Leider sieht man aber doch mehr Tiere überfahren im Strassengraben liegen, als in freier Wildbahn. Immer wieder sieht man tote Waschbären oder Opossums. Auch eine plattgewalzte Schlange hatten wir schon auf der Strasse nicht weit von unserem Quartier liegen. Es hat hier halt abseits der vielbefahrenen Strassen nur wenig bis gar keine Strassenbeleuchtung, auch die Leitpfosten mit den Reflektoren fehlen. Da kann es je nach Wetter in der Nacht Stockdunkel sein und wenn einem da ein Tier aus dem Gebüsch vor den Wagen springt, hat man keine Chance zu Bremsen.
Erfreulicherweise sahen wir im letzten Spätsommer in einem grösseren Park bei einem See noch eine kleine Schildkröte beim Sonnenbaden.

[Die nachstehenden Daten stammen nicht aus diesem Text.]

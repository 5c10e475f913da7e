//! String-level rewrites applied to section markup before packaging.
//!
//! Each pass is a function `&str -> String`, applied in sequence by the
//! assembler. Packaged pages must stand alone, so inline links are
//! flattened to their text and embedded frames are dropped after their
//! video URLs have been collected.

use std::sync::LazyLock;

use regex::Regex;
use scraper::{Html, Selector};
use url::Url;

// ---------------------------------------------------------------------------
// Images
// ---------------------------------------------------------------------------

/// An inline image scheduled for localization.
#[derive(Debug, Clone, PartialEq, Eq)]
pub struct ImageRef {
    /// Absolute source URL.
    pub url: String,
    /// Local name inside the archive's `files/` directory.
    pub filename: String,
}

/// Collect the `img` sources in a fragment, resolving root-relative paths
/// against the site base.
pub fn extract_images(html: &str, base: &Url) -> Vec<ImageRef> {
    let doc = Html::parse_fragment(html);
    let img_sel = Selector::parse("img[src]").expect("valid selector");

    let mut images = Vec::new();
    for img in doc.select(&img_sel) {
        let src = img.value().attr("src").unwrap_or_default();
        if src.is_empty() {
            continue;
        }
        let url = if src.starts_with('/') {
            match base.join(src) {
                Ok(u) => u.to_string(),
                Err(_) => continue,
            }
        } else {
            src.to_string()
        };
        let image = ImageRef {
            filename: name_from_url(&url),
            url,
        };
        if !images.contains(&image) {
            images.push(image);
        }
    }
    images
}

/// Point each collected image's `src` at its local filename.
pub fn rewrite_image_sources(html: &str, images: &[ImageRef], base: &Url) -> String {
    let doc = Html::parse_fragment(html);
    let img_sel = Selector::parse("img[src]").expect("valid selector");

    let mut result = html.to_string();
    for img in doc.select(&img_sel) {
        let Some(src) = img.value().attr("src") else {
            continue;
        };
        let absolute = if src.starts_with('/') {
            match base.join(src) {
                Ok(u) => u.to_string(),
                Err(_) => continue,
            }
        } else {
            src.to_string()
        };
        if let Some(image) = images.iter().find(|i| i.url == absolute) {
            result = result.replace(
                &format!("src=\"{src}\""),
                &format!("src=\"{}\"", image.filename),
            );
        }
    }
    result
}

// ---------------------------------------------------------------------------
// Link and frame stripping
// ---------------------------------------------------------------------------

/// Replace every anchor with its inner content. Offline pages have nowhere
/// for the links to go.
pub fn strip_inline_links(html: &str) -> String {
    static A_TAG_RE: LazyLock<Regex> =
        LazyLock::new(|| Regex::new(r"</?a(?:\s[^>]*)?>").expect("valid regex"));

    A_TAG_RE.replace_all(html, "").to_string()
}

/// Drop embedded frames. Their video URLs are collected beforehand by
/// [`crate::video::collect_video_urls`].
pub fn remove_iframes(html: &str) -> String {
    static IFRAME_RE: LazyLock<Regex> = LazyLock::new(|| {
        Regex::new(r"(?s)<iframe(?:\s[^>]*)?>.*?</iframe>|<iframe(?:\s[^>]*)?/>")
            .expect("valid regex")
    });

    IFRAME_RE.replace_all(html, "").to_string()
}

/// The last path segment of a URL, query and fragment excluded.
pub fn name_from_url(url: &str) -> String {
    let trimmed = url
        .split(['?', '#'])
        .next()
        .unwrap_or(url)
        .trim_end_matches('/');
    trimmed
        .rsplit('/')
        .next()
        .unwrap_or(trimmed)
        .to_string()
}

Es könnte sich um einen Rotwangen-Schmuckschildkröte gehandelt haben, aber da bin ich mir nicht ganz sicher.
Immer wieder lese ich auf einer Nachbarschafts-App dass Coyoten gesichtet wurden und es wird gewarnt, dass man Katzen und kleine Hunde über Nacht nicht draussen lassen solle. Ich habe mir da gar keine grossen Gedanken gemacht, bis ich letzte Woche (Mitte Februar) auf der Autobahn ca. 6km Luftline von unserem Haus entfernt, einen (leider) toten Coyoten sah. Gemäss der Webseite der Nachbargemeinde seien Coyoten im Frühling während der Paarungszeit vermehrt unterwegs und man solle solche Beobachtungen doch nicht immer der Polizei melden 😉
Ich muss zugeben, ich würde gerne mal einen sehen. Eventuell muss ich mich im Frühling auf die Lauer legen…

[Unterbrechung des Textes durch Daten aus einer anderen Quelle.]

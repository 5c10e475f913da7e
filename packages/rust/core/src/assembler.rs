//! Collection assembly: one curriculum page → one packaged document
//! subtree.
//!
//! Parsing is synchronous and front-loaded: everything the async packaging
//! phase needs is pulled out of the DOM into owned strings first, so no
//! parsed document is ever held across an await.

use std::path::PathBuf;

use scraper::{Html, Selector};
use tracing::{debug, info, instrument, warn};
use url::Url;

use currichef_extract::{template, Menu, PageFetcher};
use currichef_media::{
    self as media, ResolveOptions, VideoInfoProvider, VideoLinkCollector,
};
use currichef_shared::{
    ChefError, CollectionType, ContentKind, ContentNode, FileRef, LicenseInfo,
    ResourceDescriptor, Result,
};

use crate::context::CrossRefContext;
use crate::sink::ArchiveWriter;

/// Fallback copyright holder when the page carries no Copyright section.
const DEFAULT_HOLDER: &str = "TeachEngineering";

/// Knobs for one assembly run, shared across collections.
#[derive(Debug, Clone)]
pub struct AssembleOptions {
    pub base_url: Url,
    pub language: String,
    /// Root for downloaded PDFs and videos (`<data_dir>/pdfs/<title>`,
    /// `<data_dir>/videos`).
    pub data_dir: PathBuf,
    pub download_videos: bool,
    pub record_embed_only: bool,
    pub include_video_channels: bool,
    pub max_video_height: u32,
}

/// One assembled collection, ready for the tree composer.
#[derive(Debug)]
pub struct AssembledCollection {
    pub node: ContentNode,
    pub subject_areas: Vec<String>,
    pub url: String,
}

Weiter gibt es von der Ohio Division of Wildlife eine Broschüre mit den Reptilien, welche in ganz Ohio vorkommen sollten. Gefährlich sind unter anderem die Schnappschildkröte und ein paar Schlangen, aber bei uns hat es keine giftigen. Nur ein paar normale Garten-und Wasserschlangen… Aber sagt das nicht Laura, sonst können wir in keinem See baden gehen.
Stinktiere! Fast vergessen. Die hätten wir eigentlich bei unserem Wochenendausflug in Hocking Hills sehen bzw. riechen sollen. Aber entweder waren die Temperaturen schon zu kühl oder wir rochen noch schlechter als die Tiere 😂 Uns besuchte in dieser Zeit „nur“ ein Hirsch während wir im Whirlpool sassen…




Aber cool wäre es schon noch, wenn wir ein zwei Tiere beobachten könnten, welche bei uns in der Schweiz nicht einheimisch sind, bevor wir wieder zurückkommen.